The U.S. Department of Justice (DOJ) has identified Medicare Advantage, or Medicare Part C, as an “important priority” for the department, filing even more Medicare Part C complaints in recent months against private insurance plans and providers. In May 2022, the American Hospital Association also sent Acting Assistant Attorney General Brian M. Boynton a letter urging the DOJ to establish a Medicare Part C task force to conduct FCA investigations against commercial insurers exploiting the Part C program. However, while the government has intervened or initiated several Medicare Part C cases, many defendants—and especially large insurers—continue to defend against the government’s advances.[5]

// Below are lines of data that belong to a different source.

use std::{fmt, str::FromStr};

use crate::EngineError;

/// ISO-like currency code carried by balances and flows.
///
/// A wallet may hold any number of currencies at once, so the engine does not
/// restrict codes to a closed set. The only requirement is three ASCII
/// letters; the code is normalized to upper case on parse. Codes do not need
/// to be present in the rate table: conversions for unknown codes fall back to
/// identity.
///
/// ```rust
/// use engine::Currency;
///
/// let cny: Currency = " cny ".parse().unwrap();
/// assert_eq!(cny.code(), "CNY");
/// assert!("EURO".parse::<Currency>().is_err());
/// ```
#[derive(Clone, Copy, PartialEq, Eq, PartialOrd, Ord, Hash)]
pub struct Currency([u8; 3]);

impl Currency {
    pub const USD: Currency = Currency(*b"USD");
    pub const EUR: Currency = Currency(*b"EUR");
    pub const CNY: Currency = Currency(*b"CNY");

    /// Canonical currency code.
    #[must_use]
    pub fn code(&self) -> &str {
        // Only ASCII letters are ever stored.
        std::str::from_utf8(&self.0).unwrap_or("???")
    }
}

impl fmt::Display for Currency {
    fn fmt(&self, f: &mut fmt::Formatter<'_>) -> fmt::Result {
        f.write_str(self.code())
    }
}

impl fmt::Debug for Currency {
    fn fmt(&self, f: &mut fmt::Formatter<'_>) -> fmt::Result {
        write!(f, "Currency({})", self.code())
    }
}

impl TryFrom<&str> for Currency {
    type Error = EngineError;

    fn try_from(value: &str) -> Result<Self, Self::Error> {
        let code = value.trim();
        let bytes = code.as_bytes();
        if bytes.len() != 3 || !bytes.iter().all(u8::is_ascii_alphabetic) {
            return Err(EngineError::InvalidCurrency(format!(
                "unsupported currency: {code}"
            )));
        }
        let mut upper = [0u8; 3];
        for (dst, src) in upper.iter_mut().zip(bytes) {
            *dst = src.to_ascii_uppercase();
        }
        Ok(Currency(upper))
    }
}

impl FromStr for Currency {
    type Err = EngineError;

    fn from_str(s: &str) -> Result<Self, Self::Err> {
        Currency::try_from(s)
    }
}

#[cfg(test)]
mod tests {
    use super::*;

    #[test]
    fn parse_normalizes_case_and_whitespace() {
        assert_eq!(Currency::try_from("usd").unwrap(), Currency::USD);
        assert_eq!(Currency::try_from(" Cny\t").unwrap(), Currency::CNY);
        assert_eq!(Currency::EUR.to_string(), "EUR");
    }

    #[test]
    fn parse_rejects_non_codes() {
        for input in ["", "US", "USDT", "U$D", "12A", "€UR"] {
            assert!(
                matches!(
                    Currency::try_from(input),
                    Err(EngineError::InvalidCurrency(_))
                ),
                "{input:?} should be rejected"
            );
        }
    }

    #[test]
    fn ordering_follows_code() {
        let mut codes = vec![Currency::USD, Currency::CNY, Currency::EUR];
        codes.sort();
        assert_eq!(codes, vec![Currency::CNY, Currency::EUR, Currency::USD]);
    }
}
//! Validator-side event creation.
//!
//! The emitter runs one loop per node: wait for a slot, pick parents and
//! transactions, sign, persist the doublesign-protection record, submit.
//! Slot timing backs off under congestion; a restart refuses to emit until
//! the protection window after the last persisted emission has passed.

pub mod emitter;
pub mod gas;
pub mod parents;
pub mod persist;
pub mod slots;

pub use emitter::{now_nanos, Context, Emitter, EmitterConfig, Phase};
pub use gas::GasPower;
pub use persist::{EmitterFiles, PrevEvent};
pub use slots::{SlotConfig, Throttle};

use moira_dag::types::EventId;
use std::sync::Arc;
use thiserror::Error;

#[derive(Error, Debug)]
pub enum Error {
    #[error("store: {0}")]
    Store(#[from] moira_gossip::Error),
    #[error("codec: {0}")]
    Codec(#[from] moira_codec::Error),
    #[error("io: {0}")]
    Io(#[from] std::io::Error),
    #[error("own event {0} rejected by local validation")]
    OwnEventRejected(EventId),
    #[error("gas power exhausted")]
    GasPowerExhausted,
}

/// Injected handler for unrecoverable errors; production wires it to the
/// errlock path.
pub type FatalHandler = Arc<dyn Fn(&Error) + Send + Sync>;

These and other cases in active litigation will continue to draw attention to fraud in Medicare Part C, especially as its enrollment soon surpasses traditional Medicare and has proven to cost taxpayers even more than its traditional Medicare counterpart.

Cybersecurity Fraud

In October 2021, the DOJ announced a civil cyber-fraud initiative to “hold accountable entities or individuals that put U.S. information or systems at risk by knowingly providing deficient cybersecurity products or services, knowingly misrepresenting their cybersecurity practices or protocols, or knowingly violating obligations to monitor and report cybersecurity incidents and breaches.” In March 2022, the DOJ settled its first FCA case under the new initiative, obtaining nearly $1 million from a medical services contractor for its alleged failures to securely store patient medical records in accordance with contract requirements. In July 2022, the DOJ announced a $9 million settlement to resolve allegations that a defense contractor misrepresented its compliance with cybersecurity requirements in federal government contracts.

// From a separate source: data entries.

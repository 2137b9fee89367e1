//! Block and epoch records.

use crate::types::{BlockIndex, Epoch, EventId, Frame, Hash, Address};
use crate::validators::Validators;
use bytes::{Buf, BufMut};
use moira_codec::{
    bytes_size, read_bytes, read_vec, vec_size, write_bytes, write_vec, Encode, EncodeSize,
    Error as CodecError, Read, Write,
};

/// Maximum events per block accepted from untrusted input.
pub const MAX_BLOCK_EVENTS: usize = 1 << 16;
/// Maximum transactions per block accepted from untrusted input.
pub const MAX_BLOCK_TXS: usize = 1 << 20;
/// Maximum state roots in one epoch record.
pub const MAX_EPOCH_ROOTS: usize = 1 << 20;

/// An immutable block record: the unit the block processor appends per
/// decided atropos. Never mutated, never pruned in archive mode.
#[derive(Debug, Clone, Default, PartialEq, Eq)]
pub struct Block {
    pub index: BlockIndex,
    pub parent_index: BlockIndex,
    /// Unix nanoseconds; strictly greater than the parent's.
    pub timestamp: u64,
    pub atropos: EventId,
    /// Events confirmed by this block, in consensus order.
    pub events: Vec<EventId>,
    /// Transaction hashes in application order (skipped ones included).
    pub tx_hashes: Vec<Hash>,
    /// Bitmap over `tx_hashes`: bit set = transaction was skipped.
    pub skipped_txs: Vec<u8>,
    pub gas_used: u64,
    /// EVM state root after applying this block.
    pub state_root: Hash,
}

impl Block {
    /// The block hash: SHA-256 of the canonical encoding.
    pub fn hash(&self) -> Hash {
        Hash::of(&self.encode())
    }

    /// Returns true if the transaction at `position` was skipped.
    pub fn is_skipped(&self, position: usize) -> bool {
        self.skipped_txs
            .get(position / 8)
            .is_some_and(|byte| byte & (1 << (position % 8)) != 0)
    }

    /// Marks the transaction at `position` skipped.
    pub fn mark_skipped(&mut self, position: usize) {
        let byte = position / 8;
        if self.skipped_txs.len() <= byte {
            self.skipped_txs.resize(byte + 1, 0);
        }
        self.skipped_txs[byte] |= 1 << (position % 8);
    }
}

impl Write for Block {
    fn write(&self, buf: &mut impl BufMut) {
        self.index.write(buf);
        self.parent_index.write(buf);
        self.timestamp.write(buf);
        self.atropos.write(buf);
        write_vec(&self.events, buf);
        write_vec(&self.tx_hashes, buf);
        write_bytes(&self.skipped_txs, buf);
        self.gas_used.write(buf);
        self.state_root.write(buf);
    }
}

impl EncodeSize for Block {
    fn encode_size(&self) -> usize {
        8 + 8
            + 8
            + 32
            + vec_size(&self.events)
            + vec_size(&self.tx_hashes)
            + bytes_size(&self.skipped_txs)
            + 8
            + 32
    }
}

impl Read for Block {
    fn read(buf: &mut impl Buf) -> Result<Self, CodecError> {
        Ok(Self {
            index: BlockIndex::read(buf)?,
            parent_index: BlockIndex::read(buf)?,
            timestamp: u64::read(buf)?,
            atropos: EventId::read(buf)?,
            events: read_vec(buf, MAX_BLOCK_EVENTS)?,
            tx_hashes: read_vec(buf, MAX_BLOCK_TXS)?,
            skipped_txs: read_bytes(buf, MAX_BLOCK_TXS / 8 + 1)?,
            gas_used: u64::read(buf)?,
            state_root: Hash::read(buf)?,
        })
    }
}

/// The rules snapshot shared by all events of an epoch.
///
/// The SetCode limits (`max_delegation_depth`,
/// `max_authorization_list`) are defined by the transaction-type module;
/// the core only threads them into validation.
#[derive(Debug, Clone, PartialEq, Eq)]
pub struct Rules {
    pub max_parents: u32,
    /// The epoch seals once an atropos is decided at or after this frame.
    pub max_epoch_frames: Frame,
    /// Sealed epoch sub-stores kept before dropping.
    pub retention_epochs: u32,
    pub max_txs_per_address: u32,
    pub max_event_gas: u64,
    /// Gas power replenished per second of median time.
    pub gas_power_per_sec: u64,
    /// Cap on accumulated gas power.
    pub max_gas_power: u64,
    pub max_delegation_depth: u32,
    pub max_authorization_list: u32,
}

impl Default for Rules {
    fn default() -> Self {
        Self {
            max_parents: 8,
            max_epoch_frames: Frame::new(20),
            retention_epochs: 2,
            max_txs_per_address: 32,
            max_event_gas: 10_000_000,
            gas_power_per_sec: 100_000_000,
            max_gas_power: 1_000_000_000,
            max_delegation_depth: 1,
            max_authorization_list: 256,
        }
    }
}

impl Write for Rules {
    fn write(&self, buf: &mut impl BufMut) {
        self.max_parents.write(buf);
        self.max_epoch_frames.write(buf);
        self.retention_epochs.write(buf);
        self.max_txs_per_address.write(buf);
        self.max_event_gas.write(buf);
        self.gas_power_per_sec.write(buf);
        self.max_gas_power.write(buf);
        self.max_delegation_depth.write(buf);
        self.max_authorization_list.write(buf);
    }
}

impl EncodeSize for Rules {
    fn encode_size(&self) -> usize {
        4 + 4 + 4 + 4 + 8 + 8 + 8 + 4 + 4
    }
}

impl Read for Rules {
    fn read(buf: &mut impl Buf) -> Result<Self, CodecError> {
        Ok(Self {
            max_parents: u32::read(buf)?,
            max_epoch_frames: Frame::read(buf)?,
            retention_epochs: u32::read(buf)?,
            max_txs_per_address: u32::read(buf)?,
            max_event_gas: u64::read(buf)?,
            gas_power_per_sec: u64::read(buf)?,
            max_gas_power: u64::read(buf)?,
            max_delegation_depth: u32::read(buf)?,
            max_authorization_list: u32::read(buf)?,
        })
    }
}

/// The record written when an epoch seals. Its hash anchors inter-epoch
/// history and is what epoch votes refer to.
#[derive(Debug, Clone, Default, PartialEq, Eq)]
pub struct EpochRecord {
    pub epoch: Epoch,
    pub sealing_frame: Frame,
    pub validators: Validators,
    pub rules: Rules,
    pub closing_block: BlockIndex,
    /// State roots committed during the epoch, in block order.
    pub state_roots: Vec<Hash>,
}

impl EpochRecord {
    pub fn hash(&self) -> Hash {
        Hash::of(&self.encode())
    }
}

impl Write for EpochRecord {
    fn write(&self, buf: &mut impl BufMut) {
        self.epoch.write(buf);
        self.sealing_frame.write(buf);
        self.validators.write(buf);
        self.rules.write(buf);
        self.closing_block.write(buf);
        write_vec(&self.state_roots, buf);
    }
}

impl EncodeSize for EpochRecord {
    fn encode_size(&self) -> usize {
        4 + 4
            + self.validators.encode_size()
            + self.rules.encode_size()
            + 8
            + vec_size(&self.state_roots)
    }
}

impl Read for EpochRecord {
    fn read(buf: &mut impl Buf) -> Result<Self, CodecError> {
        Ok(Self {
            epoch: Epoch::read(buf)?,
            sealing_frame: Frame::read(buf)?,
            validators: Validators::read(buf)?,
            rules: Rules::read(buf)?,
            closing_block: BlockIndex::read(buf)?,
            state_roots: read_vec(buf, MAX_EPOCH_ROOTS)?,
        })
    }
}

/// One emitted log entry.
#[derive(Debug, Clone, Default, PartialEq, Eq)]
pub struct LogEntry {
    pub address: Address,
    pub topics: Vec<Hash>,
    pub data: Vec<u8>,
}

impl Write for LogEntry {
    fn write(&self, buf: &mut impl BufMut) {
        self.address.write(buf);
        write_vec(&self.topics, buf);
        write_bytes(&self.data, buf);
    }
}

impl EncodeSize for LogEntry {
    fn encode_size(&self) -> usize {
        20 + vec_size(&self.topics) + bytes_size(&self.data)
    }
}

impl Read for LogEntry {
    fn read(buf: &mut impl Buf) -> Result<Self, CodecError> {
        Ok(Self {
            address: Address::read(buf)?,
            topics: read_vec(buf, 8)?,
            data: read_bytes(buf, 1 << 20)?,
        })
    }
}

/// The receipt of one applied (or skipped) transaction.
#[derive(Debug, Clone, Default, PartialEq, Eq)]
pub struct Receipt {
    pub tx_hash: Hash,
    pub ok: bool,
    pub gas_used: u64,
    pub logs: Vec<LogEntry>,
}

impl Write for Receipt {
    fn write(&self, buf: &mut impl BufMut) {
        self.tx_hash.write(buf);
        self.ok.write(buf);
        self.gas_used.write(buf);
        write_vec(&self.logs, buf);
    }
}

impl EncodeSize for Receipt {
    fn encode_size(&self) -> usize {
        32 + 1 + 8 + vec_size(&self.logs)
    }
}

impl Read for Receipt {
    fn read(buf: &mut impl Buf) -> Result<Self, CodecError> {
        Ok(Self {
            tx_hash: Hash::read(buf)?,
            ok: bool::read(buf)?,
            gas_used: u64::read(buf)?,
            logs: read_vec(buf, 1 << 12)?,
        })
    }
}

#[cfg(test)]
mod tests {
    use super::*;
    use moira_codec::Decode;

    #[test]
    fn test_block_roundtrip() {
        let mut block = Block {
            index: BlockIndex::new(5),
            parent_index: BlockIndex::new(4),
            timestamp: 1_000,
            atropos: EventId::assemble(Epoch::new(1), crate::types::Lamport::new(9), &[3; 24]),
            events: vec![EventId::ZERO],
            tx_hashes: vec![Hash::of(b"tx1"), Hash::of(b"tx2"), Hash::of(b"tx3")],
            skipped_txs: Vec::new(),
            gas_used: 42_000,
            state_root: Hash::of(b"root"),
        };
        block.mark_skipped(1);
        let decoded = Block::decode(block.encode()).unwrap();
        assert_eq!(decoded, block);
        assert!(!decoded.is_skipped(0));
        assert!(decoded.is_skipped(1));
        assert!(!decoded.is_skipped(2));
        // Out-of-range positions read as not skipped.
        assert!(!decoded.is_skipped(64));
    }

    #[test]
    fn test_epoch_record_roundtrip() {
        let record = EpochRecord {
            epoch: Epoch::new(2),
            sealing_frame: Frame::new(20),
            validators: Validators::fakenet(3),
            rules: Rules::default(),
            closing_block: BlockIndex::new(17),
            state_roots: vec![Hash::of(b"a"), Hash::of(b"b")],
        };
        let decoded = EpochRecord::decode(record.encode()).unwrap();
        assert_eq!(decoded, record);
        assert_eq!(decoded.hash(), record.hash());
    }

    #[test]
    fn test_receipt_roundtrip() {
        let receipt = Receipt {
            tx_hash: Hash::of(b"tx"),
            ok: true,
            gas_used: 21_000,
            logs: vec![LogEntry {
                address: Address([1; 20]),
                topics: vec![Hash::of(b"topic")],
                data: vec![0xAA],
            }],
        };
        assert_eq!(Receipt::decode(receipt.encode()).unwrap(), receipt);
    }
}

Over the next year, additional cybersecurity fraud investigations will likely become unsealed as whistleblowers and the government utilize the FCA as a tool to address national security threats and to preserve the public fisc. 

By Jaclyn Tayabji of Tycko & Zavareei LLP

[1] The 2010 amendment to the AKS provides that “a claim that includes items or services resulting from a violation of this section constitutes a false or fraudulent claim for purposes of subchapter III of chapter 37 of title 31 [the FCA].” 42 U.S.C. § 1320a-7b(g) (emphasis added).

[2] 42 F.4th 828 (8th Cir. 2022).

[3] 880 F.3d 89 (3d Cir. 2018).

[4] Pfizer, Inc. v. United States Dep’t of Health and Human Servs., 42 F.4th 67, 74 (2d Cir. 2022), cert. denied sub nom. Pfizer Inc. v. Dep’t of H&HS, No. 22-339, 2023 WL 124415 (U.S. Jan. 9, 2023).

[5] The DOJ’s active Medicare Part C litigation includes: United States ex rel. Ross v. Independent Health Association et al., 1:12-cv-00299 (W.D.N.Y.); United States v. Anthem, Inc., 1:20-cv-2593 (S.D.N.Y.); United States ex rel. Osinek et al. v. Kaiser Permanente, No. 3:13-cv-03891 (N.D. Cal.); United States ex rel. Cutler v. Cigna Corp., No. 3:21-cv-00748 (M.D. Tenn.); United States. ex rel. Poehling v. UnitedHealth Group, Inc. et al., No. 2:16-cv-08697 (C.D. Cal.).